• [Collected data entries]
--- START ---

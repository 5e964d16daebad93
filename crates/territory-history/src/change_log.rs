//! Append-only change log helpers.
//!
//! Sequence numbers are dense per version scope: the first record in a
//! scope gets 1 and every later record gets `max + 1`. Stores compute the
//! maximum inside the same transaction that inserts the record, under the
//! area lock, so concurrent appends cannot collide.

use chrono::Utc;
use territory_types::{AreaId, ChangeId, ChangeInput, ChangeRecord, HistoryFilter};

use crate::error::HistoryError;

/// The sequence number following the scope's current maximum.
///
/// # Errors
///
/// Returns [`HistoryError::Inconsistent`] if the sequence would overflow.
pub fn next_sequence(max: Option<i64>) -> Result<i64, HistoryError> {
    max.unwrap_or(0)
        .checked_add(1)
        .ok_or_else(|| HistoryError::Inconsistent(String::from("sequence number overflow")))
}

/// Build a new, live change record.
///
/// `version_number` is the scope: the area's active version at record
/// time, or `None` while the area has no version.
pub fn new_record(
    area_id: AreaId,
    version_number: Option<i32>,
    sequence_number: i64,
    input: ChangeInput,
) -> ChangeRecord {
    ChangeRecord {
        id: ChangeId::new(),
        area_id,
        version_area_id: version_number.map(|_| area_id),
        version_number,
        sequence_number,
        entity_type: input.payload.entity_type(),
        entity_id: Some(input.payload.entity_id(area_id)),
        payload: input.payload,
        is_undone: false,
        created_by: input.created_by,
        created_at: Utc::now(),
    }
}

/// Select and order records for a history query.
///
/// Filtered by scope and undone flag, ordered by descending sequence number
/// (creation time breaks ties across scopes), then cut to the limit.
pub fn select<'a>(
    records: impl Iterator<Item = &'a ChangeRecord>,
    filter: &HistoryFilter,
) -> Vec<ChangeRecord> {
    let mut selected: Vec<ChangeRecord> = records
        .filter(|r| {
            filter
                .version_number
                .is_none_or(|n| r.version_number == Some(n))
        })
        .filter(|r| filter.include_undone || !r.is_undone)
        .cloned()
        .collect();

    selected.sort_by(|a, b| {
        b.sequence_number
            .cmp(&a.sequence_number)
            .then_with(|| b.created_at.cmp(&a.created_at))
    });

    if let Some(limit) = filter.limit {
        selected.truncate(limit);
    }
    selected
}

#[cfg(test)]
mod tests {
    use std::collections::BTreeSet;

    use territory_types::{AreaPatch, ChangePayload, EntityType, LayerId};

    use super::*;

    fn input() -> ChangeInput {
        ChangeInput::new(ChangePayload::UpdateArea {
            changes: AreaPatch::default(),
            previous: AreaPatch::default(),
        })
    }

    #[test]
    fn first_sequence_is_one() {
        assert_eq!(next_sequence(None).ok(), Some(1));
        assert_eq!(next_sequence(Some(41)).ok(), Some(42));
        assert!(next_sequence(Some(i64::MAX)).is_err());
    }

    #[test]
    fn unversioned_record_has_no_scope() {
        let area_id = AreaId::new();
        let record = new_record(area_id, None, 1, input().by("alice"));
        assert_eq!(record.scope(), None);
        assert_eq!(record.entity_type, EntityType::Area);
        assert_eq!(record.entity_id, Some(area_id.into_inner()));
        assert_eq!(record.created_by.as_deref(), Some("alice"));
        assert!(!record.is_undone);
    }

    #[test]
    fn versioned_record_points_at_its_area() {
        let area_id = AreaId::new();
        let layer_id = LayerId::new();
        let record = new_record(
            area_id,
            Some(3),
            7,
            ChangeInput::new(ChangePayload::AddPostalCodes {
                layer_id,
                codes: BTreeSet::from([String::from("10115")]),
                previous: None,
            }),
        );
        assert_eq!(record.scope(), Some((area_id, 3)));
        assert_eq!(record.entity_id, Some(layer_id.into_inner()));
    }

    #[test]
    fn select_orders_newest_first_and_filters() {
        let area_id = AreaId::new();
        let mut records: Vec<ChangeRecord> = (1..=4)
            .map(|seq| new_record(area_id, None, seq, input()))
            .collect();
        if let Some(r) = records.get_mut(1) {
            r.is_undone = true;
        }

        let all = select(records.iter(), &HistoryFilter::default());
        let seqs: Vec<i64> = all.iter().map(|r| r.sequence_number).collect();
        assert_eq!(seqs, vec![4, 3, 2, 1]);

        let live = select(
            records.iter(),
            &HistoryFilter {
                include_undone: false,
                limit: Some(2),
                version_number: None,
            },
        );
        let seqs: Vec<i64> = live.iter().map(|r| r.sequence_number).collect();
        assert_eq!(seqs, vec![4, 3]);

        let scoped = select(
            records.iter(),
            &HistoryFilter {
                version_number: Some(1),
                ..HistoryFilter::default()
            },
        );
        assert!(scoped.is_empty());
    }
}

--- END ---

• [WHAT YOU ARE ASKED TO DO]
Copy every line in the records above that contains the word "limit".

• [OUTPUT OF THE EXERCISE]
/// (creation time breaks ties across scopes), then cut to the limit.
    if let Some(limit) = filter.limit {
        selected.truncate(limit);
                limit: Some(2),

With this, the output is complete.